Task requirements
The result should be every line in the data below that carries the string "applying".

Stored data entries
....................

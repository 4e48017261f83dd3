//! Panic alert lifecycle.
//!
//! ```text
//!   active ──acknowledge──► acknowledged ──resolve──► resolved
//! ```
//!
//! Transitions only move forward. Re-applying a transition that already
//! happened is a no-op; resolving an alert nobody acknowledged is rejected.

use crate::db::models::panic_models::{PanicAlert, PanicStatus};
use crate::error::Error;
use chrono::{DateTime, Utc};
use serde::{Deserialize, Serialize};
use uuid::Uuid;

#[derive(Debug, Clone, Copy, PartialEq, Eq, Serialize, Deserialize)]
#[serde(rename_all = "lowercase")]
pub enum PanicAction {
    Acknowledge,
    Resolve,
}

#[derive(Debug, Clone, Copy, PartialEq, Eq)]
pub enum Outcome {
    Applied(PanicStatus),
    Unchanged,
}

/// Status reached by applying `action` to an alert in `current`
pub fn next_status(current: PanicStatus, action: PanicAction) -> Result<Outcome, Error> {
    match (current, action) {
        (PanicStatus::Active, PanicAction::Acknowledge) => {
            Ok(Outcome::Applied(PanicStatus::Acknowledged))
        }
        (PanicStatus::Acknowledged, PanicAction::Resolve) => {
            Ok(Outcome::Applied(PanicStatus::Resolved))
        }
        (PanicStatus::Active, PanicAction::Resolve) => Err(Error::InvalidTransition(
            "panic alert must be acknowledged before it is resolved".to_string(),
        )),
        (PanicStatus::Acknowledged, PanicAction::Acknowledge)
        | (PanicStatus::Resolved, PanicAction::Acknowledge)
        | (PanicStatus::Resolved, PanicAction::Resolve) => Ok(Outcome::Unchanged),
    }
}

/// Apply `action` in place, stamping who and when. Returns whether the
/// alert changed.
pub fn apply(
    alert: &mut PanicAlert,
    action: PanicAction,
    actor: Uuid,
    at: DateTime<Utc>,
) -> Result<bool, Error> {
    match next_status(alert.status, action)? {
        Outcome::Unchanged => Ok(false),
        Outcome::Applied(status) => {
            match status {
                PanicStatus::Acknowledged => {
                    alert.acknowledged_at = Some(at);
                    alert.acknowledged_by = Some(actor);
                }
                PanicStatus::Resolved => {
                    alert.resolved_at = Some(at);
                    alert.resolved_by = Some(actor);
                }
                PanicStatus::Active => {}
            }
            alert.status = status;
            Ok(true)
        }
    }
}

....................

Answer space
//! Transitions only move forward. Re-applying a transition that already
/// Status reached by applying `action` to an alert in `current`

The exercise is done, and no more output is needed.